BONE — Perkemahan Peringatan Hari Pramuka ke-65 tingkat Provinsi Sulawesi Selatan resmi digelar di Dusun Bakunge, Desa Mappasengka, Kecamatan Ponre, Kabupaten Bone. Ribuan anggota Pramuka dari berbagai satuan pendidikan dan kwartir se-Sulsel memadati lokasi perkemahan selama tiga hari, mulai 8 hingga 10 Agustus 2026.
Di tengah kesibukan agenda kepanduan tersebut, Gubernur Sulawesi Selatan dan Kepala Dinas Pendidikan Provinsi Sulawesi Selatan hadir menyapa para peserta.
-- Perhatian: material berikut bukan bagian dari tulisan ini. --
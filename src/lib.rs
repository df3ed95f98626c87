pub mod commands;
pub mod config;
pub mod error;
pub mod fs;
pub mod git;
pub mod models;
pub mod notify;
pub mod process;
pub mod pull;
pub mod queue;
pub mod store;

pub use error::{MergeError, Result};
pub use pull::{MergeRequest, MergeService};
//! Serve command - runs check workers until interrupted

use std::path::Path;
use std::sync::atomic::{AtomicUsize, Ordering};
use std::sync::Arc;
use std::thread;
use std::time::Duration;

use anyhow::{Context, Result};
use colored::Colorize;
use tracing::{info, warn};

use super::Runtime;

/// Recover pull requests left in `Checking`, then drain the queue with the
/// configured worker pool.
///
/// The first Ctrl-C stops taking new work and waits for running checks; a
/// second one also kills their git subprocesses.
pub fn execute(config_path: Option<&Path>) -> Result<()> {
    let runtime = Runtime::build(config_path)?;
    let service = &runtime.service;

    let interrupts = Arc::new(AtomicUsize::new(0));
    {
        let interrupts = Arc::clone(&interrupts);
        let cancel = runtime.cancel.clone();
        ctrlc::set_handler(move || {
            if interrupts.fetch_add(1, Ordering::SeqCst) >= 1 {
                cancel.cancel();
            }
        })
        .context("Failed to install Ctrl-C handler")?;
    }

    let recovered = service.recover_checking()?;
    if recovered > 0 {
        println!(
            "{} Re-enqueued {} pull request(s) left in checking",
            "→".cyan().bold(),
            recovered
        );
    }

    let pool = service.start_workers()?;
    let queued = service.queue().len()?;
    println!(
        "{} Serving with {} worker(s), {} queued",
        "✓".green().bold(),
        service.config().queue.workers,
        queued
    );

    while interrupts.load(Ordering::SeqCst) == 0 {
        thread::sleep(Duration::from_millis(200));
    }

    println!("{} Shutting down, waiting for running checks...", "→".cyan().bold());
    info!("shutdown requested");
    pool.shutdown();
    if runtime.cancel.is_cancelled() {
        warn!("running checks were cancelled");
    }
    println!("{} Stopped", "✓".green().bold());
    Ok(())
}
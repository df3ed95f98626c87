//! CLI command implementations
//!
//! Each command builds a [`runtime::Runtime`] from configuration and drives
//! the [`crate::pull::MergeService`] it holds.

pub mod check;
pub mod merge;
pub mod runtime;
pub mod serve;
pub mod status;

pub use runtime::Runtime;
use axum::Json;
use axum::extract::rejection::{JsonRejection, QueryRejection};
use axum::extract::{Path, Query, State};
use axum::http::StatusCode;
use blog_server_service::repository::{PostFilter, PostSort};
use blog_server_service::usecase::PostForm;
use entity::{post, tag};
use serde::{Deserialize, Serialize};
use serde_json::{Value, json};

use crate::{ApiError, AppState, page};

#[derive(Debug, Deserialize)]
pub struct ListParams {
    page: Option<u64>,
    #[serde(rename = "page-size")]
    page_size: Option<u64>,
    #[serde(rename = "is-draft")]
    is_draft: Option<bool>,
    tag: Option<String>,
    sort: Option<String>,
}

/// Post fields accepted on update; read-only fields such as `id` or
/// `createdAt` may be sent back and are ignored. `isDraft` is required; an
/// omitted `thumbnailUrl` keeps the current thumbnail.
#[derive(Debug, Deserialize)]
#[serde(rename_all = "camelCase")]
pub struct PostBody {
    #[serde(default)]
    title: String,
    #[serde(default)]
    thumbnail_url: Option<String>,
    #[serde(default)]
    content: String,
    #[serde(default)]
    permalink: Option<String>,
    is_draft: bool,
}

#[derive(Debug, Deserialize)]
pub struct UpdateRequest {
    post: PostBody,
    #[serde(default)]
    tags: Vec<String>,
}

#[derive(Debug, Serialize)]
pub struct PostWithTags {
    post: post::Model,
    tags: Vec<tag::Model>,
}

#[derive(Debug, Serialize)]
pub struct PostList {
    posts: Vec<post::Model>,
    count: u64,
}

pub async fn list(
    state: State<AppState>,
    params: Result<Query<ListParams>, QueryRejection>,
) -> Result<Json<PostList>, ApiError> {
    let Query(params) = params?;
    let sort = match params.sort.as_deref() {
        Some(sort) => sort
            .parse::<PostSort>()
            .map_err(|err| ApiError::BadRequest(err.to_string()))?,
        None => PostSort::default(),
    };
    let filter = PostFilter {
        is_draft: params.is_draft,
        tag: params.tag,
    };

    let (posts, count) = state
        .posts
        .get_posts(page(params.page, params.page_size)?, &filter, sort)
        .await?;
    Ok(Json(PostList { posts, count }))
}

pub async fn create(state: State<AppState>) -> Result<(StatusCode, Json<Value>), ApiError> {
    let post = state.posts.create_post().await?;
    Ok((StatusCode::CREATED, Json(json!({ "post": post }))))
}

/// `GET /posts/{permalink}`: the path segment is matched against permalinks.
pub async fn get(
    state: State<AppState>,
    Path(permalink): Path<String>,
) -> Result<Json<PostWithTags>, ApiError> {
    let (post, tags) = state.posts.get_post(&permalink).await?;
    Ok(Json(PostWithTags { post, tags }))
}

pub async fn update(
    state: State<AppState>,
    Path(id): Path<String>,
    body: Result<Json<UpdateRequest>, JsonRejection>,
) -> Result<Json<PostWithTags>, ApiError> {
    let Json(UpdateRequest { post, tags }) = body?;
    let form = PostForm {
        title: post.title,
        thumbnail_url: post.thumbnail_url,
        content: post.content,
        permalink: post.permalink,
        is_draft: post.is_draft,
    };

    let (post, tags) = state.posts.update_post(&id, form, &tags).await?;
    Ok(Json(PostWithTags { post, tags }))
}

pub async fn delete(
    state: State<AppState>,
    Path(id): Path<String>,
) -> Result<Json<Value>, ApiError> {
    state.posts.delete_post(&id).await?;
    Ok(Json(json!({ "message": "successfully deleted" })))
}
Kehadiran dua pejabat daerah ini disebut menjadi suntikan semangat tersendiri bagi para siswa yang sedang mengikuti rangkaian kegiatan.
Bukan Sekadar Seremonial, Ini Ruang Belajar Kemandirian
Bagi kontingen UPT SMAN 11 Maros, keikutsertaan dalam perkemahan tingkat provinsi ini dimaknai lebih dari sekadar mengikuti upacara atau acara seremonial belaka. Pihak sekolah menilai kegiatan semacam ini adalah laboratorium hidup bagi pembentukan karakter generasi muda.
Para peserta didik yang dikirim ke Bone tidak hanya belajar mendirikan tenda atau memasak di alam terbuka. Mereka juga berinteraksi dengan rekan-rekan Pramuka dari daerah lain, yang secara langsung melatih kemampuan bersosialisasi dan membangun jaringan pertemanan antarwilayah.
Mengasah Keterampilan di Luar Lingkungan Sekolah
Perkemahan ini menjadi wadah bagi siswa untuk mengasah berbagai keterampilan yang tidak selalu didapat di dalam kelas. Aktivitas seperti pionering, penjelajahan, hingga manajemen perkemahan menjadi materi praktis yang langsung mereka kerjakan di lapangan.
Kemandirian menjadi nilai utama yang coba ditanamkan. Jauh dari orang tua dan guru, para peserta dituntut untuk mengurus kebutuhan pribadi serta menyelesaikan masalah secara mandiri bersama timnya masing-masing.
Semangat Kepramukaan untuk Pembentukan Karakter
Kehadiran pimpinan daerah di tengah-tengah peserta dinilai sejalan dengan visi pembangunan karakter yang tengah digalakkan pemerintah. Kegiatan Pramuka dipandang sebagai salah satu instrumen efektif untuk membentuk disiplin, kepemimpinan, dan rasa tanggung jawab sejak dini.
Hingga perkemahan berakhir, kontingen UPT SMAN 11 Maros diharapkan mampu membawa pulang pengalaman berharga yang bisa diterapkan dalam kehidupan sehari-hari, baik di lingkungan sekolah maupun masyarakat.